An amount of cash and cash equivalents equal to the market value of the 
futures contracts will be deposited in a segregated account with the Fund's 
Custodian to collateralize its position in stock index futures.

     OPTIONS ON STOCK INDEX FUTURES. The Fund may sell options on stock index 
futures only to terminate an existing position. Put options on stock index 
futures sometimes may be purchased in lieu of the sale of a stock index 
future for the purpose of hedging a portion of the securities portfolio of 
the Fund. The purchase of a call option on a stock index futures contract is 
intended to serve as a temporary substitute for the purchase of individual 
securities which may subsequently be purchased in an orderly fashion. 
However, if such options are exercised and futures contracts are purchased to 
hedge against a possible increase in the price of a security before the Fund 
is able to purchase such security in an orderly 



                                       B-6

<PAGE>

fashion and the security declines instead, the Fund may then decide not to 
purchase the security because of concerns of possible further declines or for 
other reasons. Thus, the Fund will realize a loss on the futures contract 
that is not offset by a reduction in the price of securities purchased. When 
it purchases a call on stock index futures, the Fund will set aside the 
amount of additional cash or cash equivalents necessary to meet its 
obligations on the underlying index futures contract.

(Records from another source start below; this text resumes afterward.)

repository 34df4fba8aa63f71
use thiserror::Error;

#[derive(Debug, Error)]
pub enum ReminderError {
    #[error("invalid timestamp {value:?}: {reason}")]
    InvalidTimestamp { value: String, reason: String },
    #[error("HTTP error: {0}")]
    Http(#[from] reqwest::Error),
    #[error("{status}: {body}")]
    Status { status: String, body: String },
    #[error("JSON error: {0}")]
    Decode(#[from] serde_json::Error),
    #[error("I/O error: {0}")]
    Io(#[from] std::io::Error),
    #[error("OAuth error: {0}")]
    OAuth(String),
    #[error("Invalid config: {0}")]
    InvalidConfig(String),
    #[error("Notification failed: {0}")]
    Notify(String),
}

pub type Result<T> = std::result::Result<T, ReminderError>;
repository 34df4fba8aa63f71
pub mod event;
pub mod session;
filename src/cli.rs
use std::path::PathBuf;

use clap::Parser;

/// Desktop reminders for upcoming Outlook calendar events.
///
/// Every option can also come from the `--config` file or the environment
/// (`CALENDAR_REMINDER_<OPTION>`, e.g. `CALENDAR_REMINDER_TICKER`).
#[derive(Parser, Debug, Default, Clone)]
#[command(name = "calendar-reminder", version)]
pub struct Cli {
    /// Port to use for this application's http server
    #[arg(long)]
    pub port: Option<u16>,

    /// A client that is registered in the Microsoft identity platform with calendar read permission
    #[arg(long = "client")]
    pub client_id: Option<String>,

    /// The client secret
    #[arg(long = "secret")]
    pub client_secret: Option<String>,

    /// The Microsoft directory to use for login
    #[arg(long)]
    pub tenant: Option<String>,

    /// Application to use for notifications: zenity, notify-send
    #[arg(long)]
    pub notifier: Option<String>,

    /// Icon shown by notify-send
    #[arg(long)]
    pub icon: Option<String>,

    /// Display format for reminder times (strftime)
    #[arg(long = "timeformat")]
    pub time_format: Option<String>,

    /// Frequency of reminder checks in seconds
    #[arg(long = "ticker")]
    pub ticker_seconds: Option<u64>,

    /// Frequency of refreshing event data in minutes
    #[arg(long = "refresh")]
    pub refresh_minutes: Option<u64>,

    /// Minutes of lookahead data to get from the calendar
    #[arg(long = "lookahead")]
    pub look_ahead_minutes: Option<u64>,

    /// Local time zone
    #[arg(long)]
    pub tz: Option<String>,

    /// Reminder policy: single (fire once) or confirm (fire again after five minutes)
    #[arg(long)]
    pub policy: Option<String>,

    /// Where the authorization token is kept
    #[arg(long = "token-file")]
    pub token_file: Option<PathBuf>,

    /// KEY=VALUE file with defaults for the options above
    #[arg(long)]
    pub config: Option<PathBuf>,

    /// Enable verbose logging
    #[arg(long)]
    pub debug: bool,

    /// Show a test notification and exit
    #[arg(long = "dry-run")]
    pub dry_run: bool,
}
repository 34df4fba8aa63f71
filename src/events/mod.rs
pub mod queue;
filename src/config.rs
use std::collections::HashMap;
use std::env;
use std::fs;
use std::path::{Path, PathBuf};
use std::str::FromStr;
use std::time::Duration as StdDuration;

use chrono::format::{Item, StrftimeItems};
use chrono_tz::Tz;

use crate::cli::Cli;
use crate::error::{ReminderError, Result};
use crate::service::event_cache::DispatchPolicy;
use crate::service::notifier::{DEFAULT_ICON, NotifierKind};
use crate::service::reminder_message::DisplayConfig;
use crate::service::session_store::DEFAULT_TOKEN_FILE;
use crate::tasks::scheduler::SchedulerConfig;

const ENV_PREFIX: &str = "CALENDAR_REMINDER_";

pub const DEFAULT_PORT: u16 = 5500;
pub const DEFAULT_TENANT: &str = "common";
pub const DEFAULT_TIME_FORMAT: &str = "%-I:%M%p";
pub const DEFAULT_TIMEZONE: &str = "America/Los_Angeles";
pub const DEFAULT_TICKER_SECONDS: u64 = 30;
pub const DEFAULT_REFRESH_MINUTES: u64 = 15;
pub const DEFAULT_LOOK_AHEAD_MINUTES: u64 = 60;

const MIN_TICKER_SECONDS: u64 = 30;
const MAX_TICKER_SECONDS: u64 = 24 * 60 * 60;
const MIN_REFRESH_MINUTES: u64 = 5;
const LOOK_AHEAD_RANGE_MINUTES: std::ops::RangeInclusive<u64> = 5..=1440;

/// Values read from a `KEY=VALUE` file, with the environment as fallback.
#[derive(Debug, Default, Clone)]
pub struct AppConfig {
    values: HashMap<String, String>,
}

impl AppConfig {
    pub fn from_file(path: &Path) -> Result<Self> {
        let content = fs::read_to_string(path)?;
        Self::parse(&content)
    }

    pub fn parse(content: &str) -> Result<Self> {
        let mut values = HashMap::new();
        for (idx, line) in content.lines().enumerate() {
            let trimmed = line.trim();
            if trimmed.is_empty() || trimmed.starts_with('#') {
                continue;
            }
            let trimmed = trimmed.strip_prefix("export ").unwrap_or(trimmed);
            let Some((key, value)) = trimmed.split_once('=') else {
                return Err(ReminderError::InvalidConfig(format!(
                    "Invalid config line {}: {}",
                    idx + 1,
                    line
                )));
            };
            let key = key.trim();
            let mut value = value.trim().to_string();
            if value.len() >= 2
                && ((value.starts_with('"') && value.ends_with('"'))
                    || (value.starts_with('\'') && value.ends_with('\'')))
            {
                value = value[1..value.len() - 1].to_string();
            }
            values.insert(key.to_string(), value);
        }
        Ok(Self { values })
    }

    /// `name` is the option name without prefix, e.g. `TICKER`.
    pub fn get(&self, name: &str) -> Option<String> {
        let key = format!("{ENV_PREFIX}{name}");
        self.values
            .get(&key)
            .cloned()
            .or_else(|| env::var(&key).ok())
    }

    fn parsed<T: FromStr>(&self, name: &str) -> Result<Option<T>>
    where
        T::Err: std::fmt::Display,
    {
        match self.get(name) {
            Some(raw) => raw.trim().parse::<T>().map(Some).map_err(|e| {
                ReminderError::InvalidConfig(format!("{ENV_PREFIX}{name}={raw}: {e}"))
            }),
            None => Ok(None),
        }
    }

    fn flag(&self, name: &str) -> bool {
        self.get(name)
            .is_some_and(|v| matches!(v.trim().to_ascii_lowercase().as_str(), "1" | "true" | "yes"))
    }
}

/// Validated, immutable settings for one run of the program.
#[derive(Debug, Clone)]
pub struct EngineConfig {
    pub port: u16,
    pub client_id: String,
    pub client_secret: String,
    pub tenant: String,
    pub notifier: NotifierKind,
    pub icon: String,
    pub token_file: PathBuf,
    pub scheduler: SchedulerConfig,
    pub debug: bool,
    pub dry_run: bool,
}

fn invalid(message: impl Into<String>) -> ReminderError {
    ReminderError::InvalidConfig(message.into())
}

fn validate_time_format(format: &str) -> Result<()> {
    if StrftimeItems::new(format).any(|item| matches!(item, Item::Error)) {
        return Err(invalid(format!("invalid time format {:?}", format)));
    }
    Ok(())
}

impl EngineConfig {
    /// Command line first, then the config file, then the environment,
    /// then defaults.
    pub fn resolve(cli: &Cli, file: &AppConfig) -> Result<Self> {
        let debug = cli.debug || file.flag("DEBUG");
        let dry_run = cli.dry_run || file.flag("DRY_RUN");

        let port = match cli.port {
            Some(port) => port,
            None => file.parsed("PORT")?.unwrap_or(DEFAULT_PORT),
        };
        let client_id = cli.client_id.clone().or_else(|| file.get("CLIENT")).unwrap_or_default();
        let client_secret = cli
            .client_secret
            .clone()
            .or_else(|| file.get("SECRET"))
            .unwrap_or_default();
        if !dry_run && (client_id.trim().is_empty() || client_secret.trim().is_empty()) {
            return Err(invalid("client id and client secret are required"));
        }
        let tenant = cli
            .tenant
            .clone()
            .or_else(|| file.get("TENANT"))
            .unwrap_or_else(|| DEFAULT_TENANT.to_string());

        let notifier = cli
            .notifier
            .clone()
            .or_else(|| file.get("NOTIFIER"))
            .map(|raw| raw.parse::<NotifierKind>().map_err(invalid))
            .transpose()?
            .unwrap_or_default();
        let icon = cli
            .icon
            .clone()
            .or_else(|| file.get("ICON"))
            .unwrap_or_else(|| DEFAULT_ICON.to_string());

        let time_format = cli
            .time_format
            .clone()
            .or_else(|| file.get("TIMEFORMAT"))
            .unwrap_or_else(|| DEFAULT_TIME_FORMAT.to_string());
        validate_time_format(&time_format)?;

        let tz_name = cli
            .tz
            .clone()
            .or_else(|| file.get("TZ"))
            .unwrap_or_else(|| DEFAULT_TIMEZONE.to_string());
        let timezone = tz_name
            .trim()
            .parse::<Tz>()
            .map_err(|e| invalid(format!("unknown time zone {:?}: {}", tz_name, e)))?;

        let ticker_seconds = match cli.ticker_seconds {
            Some(v) => v,
            None => file.parsed("TICKER")?.unwrap_or(DEFAULT_TICKER_SECONDS),
        };
        if !(MIN_TICKER_SECONDS..=MAX_TICKER_SECONDS).contains(&ticker_seconds) {
            return Err(invalid(format!(
                "ticker should be >= {MIN_TICKER_SECONDS} seconds and <= {MAX_TICKER_SECONDS} seconds"
            )));
        }
        let refresh_minutes = match cli.refresh_minutes {
            Some(v) => v,
            None => file.parsed("REFRESH")?.unwrap_or(DEFAULT_REFRESH_MINUTES),
        };
        if refresh_minutes < MIN_REFRESH_MINUTES {
            return Err(invalid(format!("refresh should be >= {MIN_REFRESH_MINUTES} minutes")));
        }
        let refresh_seconds = refresh_minutes
            .checked_mul(60)
            .ok_or_else(|| invalid(format!("refresh of {refresh_minutes} minutes is too large")))?;
        let look_ahead_minutes = match cli.look_ahead_minutes {
            Some(v) => v,
            None => file.parsed("LOOKAHEAD")?.unwrap_or(DEFAULT_LOOK_AHEAD_MINUTES),
        };
        if !LOOK_AHEAD_RANGE_MINUTES.contains(&look_ahead_minutes) {
            return Err(invalid(format!(
                "lookahead should be >= {} minutes and <= {} minutes",
                LOOK_AHEAD_RANGE_MINUTES.start(),
                LOOK_AHEAD_RANGE_MINUTES.end()
            )));
        }

        let policy = cli
            .policy
            .clone()
            .or_else(|| file.get("POLICY"))
            .map(|raw| raw.parse::<DispatchPolicy>().map_err(invalid))
            .transpose()?
            .unwrap_or_default();

        let token_file = cli
            .token_file
            .clone()
            .or_else(|| file.get("TOKEN_FILE").map(PathBuf::from))
            .unwrap_or_else(|| PathBuf::from(DEFAULT_TOKEN_FILE));

        Ok(Self {
            port,
            client_id,
            client_secret,
            tenant,
            notifier,
            icon,
            token_file,
            scheduler: SchedulerConfig {
                tick_interval: StdDuration::from_secs(ticker_seconds),
                refresh_interval: StdDuration::from_secs(refresh_seconds),
                look_ahead: chrono::Duration::minutes(look_ahead_minutes as i64),
                policy,
                display: DisplayConfig {
                    timezone,
                    time_format,
                },
            },
            debug,
            dry_run,
        })
    }
}
use chrono::{DateTime, Duration, Utc};

use crate::clients::calendar_client::CalendarClient;
use crate::error::Result;
use crate::models::session::Session;
use crate::service::event_cache::{EventCache, MergeOutcome};

#[derive(Debug, Clone, Copy, Default, PartialEq, Eq)]
pub struct RefreshSummary {
    pub received: usize,
    pub merged: usize,
    pub already_fired: usize,
    pub skipped: usize,
}

/// Queries reminders due in `[start, start + look_ahead]` and merges them.
/// On error the cache is left as it was.
pub async fn refresh_events<C: CalendarClient + ?Sized>(
    cache: &mut EventCache,
    client: &C,
    session: &Session,
    start: DateTime<Utc>,
    look_ahead: Duration,
) -> Result<RefreshSummary> {
    let events = client.reminder_view(session, start, start + look_ahead).await?;

    let mut summary = RefreshSummary {
        received: events.len(),
        ..Default::default()
    };
    cache.forget_ended_before(start);
    for event in events {
        if let Err(e) = event.validate() {
            tracing::warn!("Dropping {} from refresh: {}", event, e);
            summary.skipped += 1;
            continue;
        }
        let label = event.to_string();
        match cache.merge(event) {
            MergeOutcome::AlreadyFired => summary.already_fired += 1,
            outcome => {
                tracing::debug!("---> {} {:?}", label, outcome);
                summary.merged += 1;
            }
        }
    }
    Ok(summary)
}

#[cfg(test)]
mod tests {
    use super::*;
    use crate::error::ReminderError;
    use crate::models::event::{Event, EventLocation, EventTime};
    use async_trait::async_trait;
    use chrono::TimeZone;
    use std::sync::Mutex;

    struct ScriptedClient {
        response: Mutex<Option<Result<Vec<Event>>>>,
        windows: Mutex<Vec<(DateTime<Utc>, DateTime<Utc>)>>,
    }

    impl ScriptedClient {
        fn new(response: Result<Vec<Event>>) -> Self {
            Self {
                response: Mutex::new(Some(response)),
                windows: Mutex::new(Vec::new()),
            }
        }
    }

    #[async_trait]
    impl CalendarClient for ScriptedClient {
        async fn reminder_view(
            &self,
            _session: &Session,
            start: DateTime<Utc>,
            end: DateTime<Utc>,
        ) -> Result<Vec<Event>> {
            self.windows.lock().unwrap().push((start, end));
            self.response.lock().unwrap().take().unwrap_or(Ok(Vec::new()))
        }
    }

    fn event(id: &str, fire: &str) -> Event {
        Event {
            id: id.to_string(),
            subject: id.to_string(),
            web_link: None,
            start_time: EventTime::new("2026-02-10T13:00:00", "UTC"),
            end_time: EventTime::new("2026-02-10T13:30:00", "UTC"),
            reminder_fire_time: EventTime::new(fire, "UTC"),
            location: EventLocation::default(),
            dispatch: Default::default(),
        }
    }

    fn start() -> DateTime<Utc> {
        Utc.with_ymd_and_hms(2026, 2, 10, 12, 0, 0).unwrap()
    }

    #[tokio::test]
    async fn merges_events_and_queries_window() {
        let client = ScriptedClient::new(Ok(vec![
            event("a", "2026-02-10T12:45:00"),
            event("b", "2026-02-10T12:50:00"),
            event("a", "2026-02-10T12:45:00"),
        ]));
        let mut cache = EventCache::new();
        let summary = refresh_events(&mut cache, &client, &Session::new("t"), start(), Duration::minutes(60))
            .await
            .unwrap();
        assert_eq!(summary.received, 3);
        assert_eq!(cache.len(), 2);
        assert_eq!(
            client.windows.lock().unwrap()[0],
            (start(), start() + Duration::minutes(60))
        );
    }

    #[tokio::test]
    async fn drops_only_events_with_bad_times() {
        let client = ScriptedClient::new(Ok(vec![
            event("good", "2026-02-10T12:45:00"),
            event("bad", "not a time"),
        ]));
        let mut cache = EventCache::new();
        let summary = refresh_events(&mut cache, &client, &Session::new("t"), start(), Duration::minutes(60))
            .await
            .unwrap();
        assert_eq!(summary.skipped, 1);
        assert_eq!(summary.merged, 1);
        assert!(cache.get("good").is_some());
        assert!(cache.get("bad").is_none());
    }

    #[tokio::test]
    async fn failed_query_leaves_cache_unchanged() {
        let mut cache = EventCache::new();
        cache.merge(event("kept", "2026-02-10T12:45:00"));
        let client = ScriptedClient::new(Err(ReminderError::Status {
            status: "401 Unauthorized".to_string(),
            body: "{}".to_string(),
        }));
        let result =
            refresh_events(&mut cache, &client, &Session::new("t"), start(), Duration::minutes(60)).await;
        assert!(matches!(result, Err(ReminderError::Status { .. })));
        assert_eq!(cache.len(), 1);
        assert!(cache.get("kept").is_some());
    }
}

     FINANCIAL FUTURES AND RELATED OPTIONS. The Fund may purchase and sell 
financial futures on U.S. Treasury bills, U.S. Treasury bonds, U.S. Treasury 
notes, and GNMA mortgage-backed certificates, or sell call options or 
purchase put options on such futures, in order to hedge U.S. Government and 
other portfolio securities and convertible preferred stocks, whose prices are 
or may be sensitive to changing interest rates. Certain convertible preferred 
stocks tend to trade more like fixed-income securities than other equity 
securities. However, the values of convertible preferred stocks are also 
affected by changes in the prices of the securities into which they are 
convertible; thus, at times, there may not be a close correlation between 
such convertible preferred stocks and financial futures or related options. 
The effectiveness of these hedging strategies will depend upon the 
correlation between interest rates and changes in the value of the Fund's 
securities. In addition, due to temporary price distortions in the market, 
even a correct forecast of general interest trends by management may still 
not result in an effective use of these instruments as a hedge.

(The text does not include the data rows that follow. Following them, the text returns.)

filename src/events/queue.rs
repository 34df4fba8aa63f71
use std::sync::Arc;
use std::sync::atomic::{AtomicU64, Ordering};

use tokio::sync::mpsc;

/// A reminder the sweep decided to fire, tagged with the scheduler
/// generation that produced it.
#[derive(Debug, Clone, PartialEq, Eq)]
pub struct DispatchedReminder {
    pub generation: u64,
    pub event_id: String,
    pub summary: String,
    pub body: String,
    pub reminder_time: String,
}

#[derive(Clone)]
pub struct DispatchBus {
    tx: mpsc::Sender<DispatchedReminder>,
}

impl DispatchBus {
    pub fn new(buffer: usize) -> (Self, mpsc::Receiver<DispatchedReminder>) {
        let (tx, rx) = mpsc::channel(buffer);
        (Self { tx }, rx)
    }

    pub async fn emit(&self, reminder: DispatchedReminder) {
        if self.tx.send(reminder).await.is_err() {
            tracing::warn!("Dispatch queue closed, dropping reminder");
        }
    }
}

/// The generation of the scheduler currently allowed to reach the notifier.
#[derive(Debug, Clone, Default)]
pub struct LiveGeneration(Arc<AtomicU64>);

impl LiveGeneration {
    pub fn new() -> Self {
        Self::default()
    }

    pub fn current(&self) -> u64 {
        self.0.load(Ordering::SeqCst)
    }

    /// Retires the current generation and returns the next one.
    pub fn advance(&self) -> u64 {
        self.0.fetch_add(1, Ordering::SeqCst) + 1
    }

    pub fn is_live(&self, generation: u64) -> bool {
        self.current() == generation
    }
}
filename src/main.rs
#![allow(non_snake_case)]

use std::env;
use std::path::PathBuf;

use anyhow::{Context, Result};
use clap::Parser;
use tracing_subscriber::{layer::SubscriberExt, util::SubscriberInitExt};

use calendarReminder::cli::Cli;
use calendarReminder::config::{AppConfig, EngineConfig};
use calendarReminder::runtime;

const CONFIG_FILE_VAR: &str = "CALENDAR_REMINDER_CONFIG";

#[tokio::main]
async fn main() -> Result<()> {
    let cli = Cli::parse();

    let config_path = cli
        .config
        .clone()
        .or_else(|| env::var(CONFIG_FILE_VAR).ok().map(PathBuf::from));
    let file = match config_path {
        Some(path) => AppConfig::from_file(&path)
            .with_context(|| format!("failed to read config file {}", path.display()))?,
        None => AppConfig::default(),
    };
    let config = EngineConfig::resolve(&cli, &file)?;

    let default_filter = if config.debug {
        "calendarReminder=debug"
    } else {
        "calendarReminder=info"
    };
    tracing_subscriber::registry()
        .with(
            tracing_subscriber::EnvFilter::try_from_default_env()
                .unwrap_or_else(|_| default_filter.into()),
        )
        .with(tracing_subscriber::fmt::layer())
        .init();

    runtime::run(config).await
}
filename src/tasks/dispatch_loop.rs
use std::sync::Arc;

use tokio::sync::mpsc;

use crate::events::queue::{DispatchedReminder, LiveGeneration};
use crate::service::notifier::Notifier;

pub async fn run_dispatch_loop(
    mut rx: mpsc::Receiver<DispatchedReminder>,
    notifier: Arc<dyn Notifier>,
    live: LiveGeneration,
) {
    while let Some(reminder) = rx.recv().await {
        dispatch_tick(&reminder, notifier.as_ref(), &live).await;
    }
    tracing::debug!("Dispatch queue closed");
}

/// Hands one reminder to the notifier unless it came from a retired
/// scheduler. Returns whether the notifier was invoked.
pub async fn dispatch_tick<N: Notifier + ?Sized>(
    reminder: &DispatchedReminder,
    notifier: &N,
    live: &LiveGeneration,
) -> bool {
    if !live.is_live(reminder.generation) {
        tracing::debug!(
            "Discarding {} from stale generation {}",
            reminder.event_id,
            reminder.generation
        );
        return false;
    }
    tracing::info!(
        "[notify] {} / {} (reminder @ {})",
        reminder.summary,
        reminder.body,
        reminder.reminder_time
    );
    if let Err(e) = notifier.send(&reminder.summary, &reminder.body).await {
        tracing::warn!("Notification for {} failed: {}", reminder.event_id, e);
    }
    true
}
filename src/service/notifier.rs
use std::str::FromStr;

use async_trait::async_trait;
use tokio::process::Command;

use crate::error::{ReminderError, Result};

pub const DEFAULT_ICON: &str = "/usr/share/icons/gnome/32x32/status/appointment-soon.png";

/// Renders a reminder on the desktop.
#[async_trait]
pub trait Notifier: Send + Sync {
    async fn send(&self, summary: &str, message: &str) -> Result<()>;
}

#[derive(Debug, Clone, Copy, PartialEq, Eq, Default)]
pub enum NotifierKind {
    #[default]
    Zenity,
    NotifySend,
}

impl FromStr for NotifierKind {
    type Err = String;

    fn from_str(value: &str) -> std::result::Result<Self, Self::Err> {
        match value.trim() {
            "zenity" => Ok(Self::Zenity),
            "notify-send" => Ok(Self::NotifySend),
            other => Err(format!(
                "invalid notifier {:?}, options: zenity, notify-send",
                other
            )),
        }
    }
}

pub fn select_notifier(kind: NotifierKind, icon: &str) -> Box<dyn Notifier> {
    match kind {
        NotifierKind::Zenity => Box::new(ZenityNotifier),
        NotifierKind::NotifySend => Box::new(NotifySendNotifier::new(icon)),
    }
}

async fn run(mut command: Command) -> Result<()> {
    let program = command.as_std().get_program().to_string_lossy().into_owned();
    let status = command
        .status()
        .await
        .map_err(|e| ReminderError::Notify(format!("{program}: {e}")))?;
    if !status.success() {
        return Err(ReminderError::Notify(format!("{program} exited with {status}")));
    }
    Ok(())
}

#[derive(Debug, Clone, Default)]
pub struct ZenityNotifier;

impl ZenityNotifier {
    pub fn markup(summary: &str, message: &str) -> String {
        format!(
            "<span foreground=\"blue\" size=\"large\">{}</span>\n<span>{}</span>",
            escape_markup(summary),
            escape_markup(message)
        )
    }
}

#[async_trait]
impl Notifier for ZenityNotifier {
    async fn send(&self, summary: &str, message: &str) -> Result<()> {
        let mut command = Command::new("zenity");
        command
            .arg("--info")
            .args(["--icon-name", "appointment-soon"])
            .args(["--title", "Reminder"])
            .arg("--text")
            .arg(Self::markup(summary, message));
        run(command).await
    }
}

#[derive(Debug, Clone)]
pub struct NotifySendNotifier {
    icon: String,
}

impl NotifySendNotifier {
    pub fn new(icon: &str) -> Self {
        Self {
            icon: icon.to_string(),
        }
    }
}

#[async_trait]
impl Notifier for NotifySendNotifier {
    async fn send(&self, summary: &str, message: &str) -> Result<()> {
        let mut command = Command::new("notify-send");
        command.args(["-i", self.icon.as_str(), summary, message]);
        run(command).await
    }
}

fn escape_markup(text: &str) -> String {
    let mut escaped = String::with_capacity(text.len());
    for c in text.chars() {
        match c {
            '&' => escaped.push_str("&amp;"),
            '<' => escaped.push_str("&lt;"),
            '>' => escaped.push_str("&gt;"),
            _ => escaped.push(c),
        }
    }
    escaped
}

                          MANAGEMENT OF THE FUND

     The officers of the Fund manage its day to day operations and are 
responsible to the Fund's Board of Directors. The following is a list of 
directors and officers of the Fund and their principal occupations during the 
past five years. The mailing address of the directors and officers of the 
Fund is 700 South Flower Street, Suite 2400, Los Angeles, CA 90017.  (* 
indicates a director who is an interested person of the Fund, as defined 
under the Investment Company Act of 1940.)

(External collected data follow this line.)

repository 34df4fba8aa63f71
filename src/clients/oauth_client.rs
use std::time::Duration as StdDuration;

use async_trait::async_trait;
use chrono::{Duration, Utc};
use reqwest::Client;
use serde::Deserialize;
use url::Url;

use crate::error::{ReminderError, Result};
use crate::models::session::Session;

const LOGIN_HOST: &str = "https://login.microsoftonline.com";
const SCOPES: &[&str] = &["openid", "Calendars.Read", "offline_access"];
const REQUEST_TIMEOUT: StdDuration = StdDuration::from_secs(30);

#[derive(Debug, Clone, PartialEq, Eq)]
pub struct OAuthSettings {
    pub client_id: String,
    pub client_secret: String,
    pub authorize_endpoint: String,
    pub token_endpoint: String,
    pub redirect_uri: String,
    pub scopes: Vec<String>,
}

impl OAuthSettings {
    /// Microsoft identity platform endpoints for `tenant`, redirecting back
    /// to the local callback on `port`.
    pub fn microsoft(client_id: &str, client_secret: &str, tenant: &str, port: u16) -> Result<Self> {
        let mut base = Url::parse(LOGIN_HOST)
            .map_err(|e| ReminderError::InvalidConfig(format!("login host: {e}")))?;
        base.path_segments_mut()
            .map_err(|_| ReminderError::InvalidConfig("login host cannot be a base".to_string()))?
            .push(tenant)
            .push("oauth2")
            .push("v2.0");
        let base = base.as_str().trim_end_matches('/').to_string();

        Ok(Self {
            client_id: client_id.to_string(),
            client_secret: client_secret.to_string(),
            authorize_endpoint: format!("{base}/authorize"),
            token_endpoint: format!("{base}/token"),
            redirect_uri: format!("http://localhost:{port}/callback"),
            scopes: SCOPES.iter().map(|s| s.to_string()).collect(),
        })
    }
}

/// Turns authorization codes and refresh tokens into sessions.
#[async_trait]
pub trait TokenExchanger: Send + Sync {
    fn authorize_url(&self, state: &str) -> Result<String>;

    async fn exchange_code(&self, code: &str) -> Result<Session>;

    async fn renew(&self, session: &Session) -> Result<Session>;
}

#[derive(Debug, Clone)]
pub struct OAuthClient {
    client: Client,
    settings: OAuthSettings,
}

#[derive(Debug, Deserialize)]
struct TokenResponsePayload {
    access_token: Option<String>,
    token_type: Option<String>,
    refresh_token: Option<String>,
    expires_in: Option<i64>,
    error: Option<String>,
    error_description: Option<String>,
}

impl OAuthClient {
    pub fn new(settings: OAuthSettings) -> Self {
        Self {
            client: Client::builder()
                .timeout(REQUEST_TIMEOUT)
                .build()
                .unwrap_or_default(),
            settings,
        }
    }

    pub fn settings(&self) -> &OAuthSettings {
        &self.settings
    }

    async fn post_form(&self, params: &[(&str, String)]) -> Result<Session> {
        let response = self
            .client
            .post(&self.settings.token_endpoint)
            .form(params)
            .send()
            .await
            .map_err(|error| ReminderError::OAuth(format!("request failed: {error}")))?;

        let status = response.status();
        let body = response
            .text()
            .await
            .map_err(|error| ReminderError::OAuth(format!("failed reading token response: {error}")))?;

        let parsed = serde_json::from_str::<TokenResponsePayload>(&body).map_err(|error| {
            ReminderError::OAuth(format!("invalid token response payload: {error}; body={body}"))
        })?;

        if !status.is_success() || parsed.error.is_some() {
            let code = parsed.error.unwrap_or_else(|| format!("http_{}", status.as_u16()));
            let detail = parsed.error_description.unwrap_or(body);
            return Err(ReminderError::OAuth(format!("token endpoint error: {code}; {detail}")));
        }

        let access_token = parsed
            .access_token
            .filter(|token| !token.is_empty())
            .ok_or_else(|| ReminderError::OAuth("token response has no access_token".to_string()))?;

        Ok(Session {
            access_token,
            token_type: parsed.token_type.unwrap_or_else(|| "Bearer".to_string()),
            refresh_token: parsed.refresh_token,
            expiry: parsed
                .expires_in
                .filter(|seconds| *seconds > 0)
                .map(|seconds| Utc::now() + Duration::seconds(seconds)),
        })
    }
}

#[async_trait]
impl TokenExchanger for OAuthClient {
    fn authorize_url(&self, state: &str) -> Result<String> {
        let url = Url::parse_with_params(
            &self.settings.authorize_endpoint,
            &[
                ("client_id", self.settings.client_id.as_str()),
                ("response_type", "code"),
                ("redirect_uri", self.settings.redirect_uri.as_str()),
                ("scope", self.settings.scopes.join(" ").as_str()),
                ("state", state),
            ],
        )
        .map_err(|e| ReminderError::InvalidConfig(format!("authorize endpoint: {e}")))?;
        Ok(url.into())
    }

    async fn exchange_code(&self, code: &str) -> Result<Session> {
        self.post_form(&[
            ("grant_type", "authorization_code".to_string()),
            ("client_id", self.settings.client_id.clone()),
            ("client_secret", self.settings.client_secret.clone()),
            ("redirect_uri", self.settings.redirect_uri.clone()),
            ("scope", self.settings.scopes.join(" ")),
            ("code", code.to_string()),
        ])
        .await
    }

    async fn renew(&self, session: &Session) -> Result<Session> {
        let refresh_token = session
            .refresh_token
            .clone()
            .ok_or_else(|| ReminderError::OAuth("session has no refresh token".to_string()))?;
        let mut renewed = self
            .post_form(&[
                ("grant_type", "refresh_token".to_string()),
                ("client_id", self.settings.client_id.clone()),
                ("client_secret", self.settings.client_secret.clone()),
                ("scope", self.settings.scopes.join(" ")),
                ("refresh_token", refresh_token.clone()),
            ])
            .await?;
        // Providers may omit the refresh token when it is unchanged.
        if renewed.refresh_token.is_none() {
            renewed.refresh_token = Some(refresh_token);
        }
        Ok(renewed)
    }
}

MICHAEL F. KOEHN*. Chairman of the Board of Directors. 
Member of the Board of Directors, President and Chief Executive Officer of 
the Adviser, Trustee of The Analytic Series Fund and President of Analysis 
Group, Inc., a consulting firm providing economic and financial consulting 
services. He earned a Ph.D. in Finance at the Wharton School, University of 
Pennsylvania.

MICHAEL D. BUTLER. Director.
Trustee of The Analytic Series Fund.  Professor emeritus of Social Sciences,
former Dean of Undergraduate Studies at the University of California at Irvine
and former member of the Society of Fellows, Harvard University.

ROBERTSON WHITTEMORE. Director.
Trustee of The Analytic Series Fund and Partner, Encore of La Jolla, retail
clothing store. Former real estate broker, attorney, President of La Jolla Town
Council; trustee of Combined Arts and Education Council of San Diego, and
Executive Director of the San Diego Community Foundation. He earned his B.A.
from Yale University, and his J.D. and M.B.A. from University of California at
Berkeley.


HARINDRA DE SILVA. President.
Managing Director of the Adviser and President of The Analytic Series Fund, and
Principal of Analysis Group, Inc.  He holds a B.S. from the University of
Manchester at Manchester England, a M.B.A. from Simon School at Rochester New
York and a Ph.D. in Finance from the University of California at Irvine.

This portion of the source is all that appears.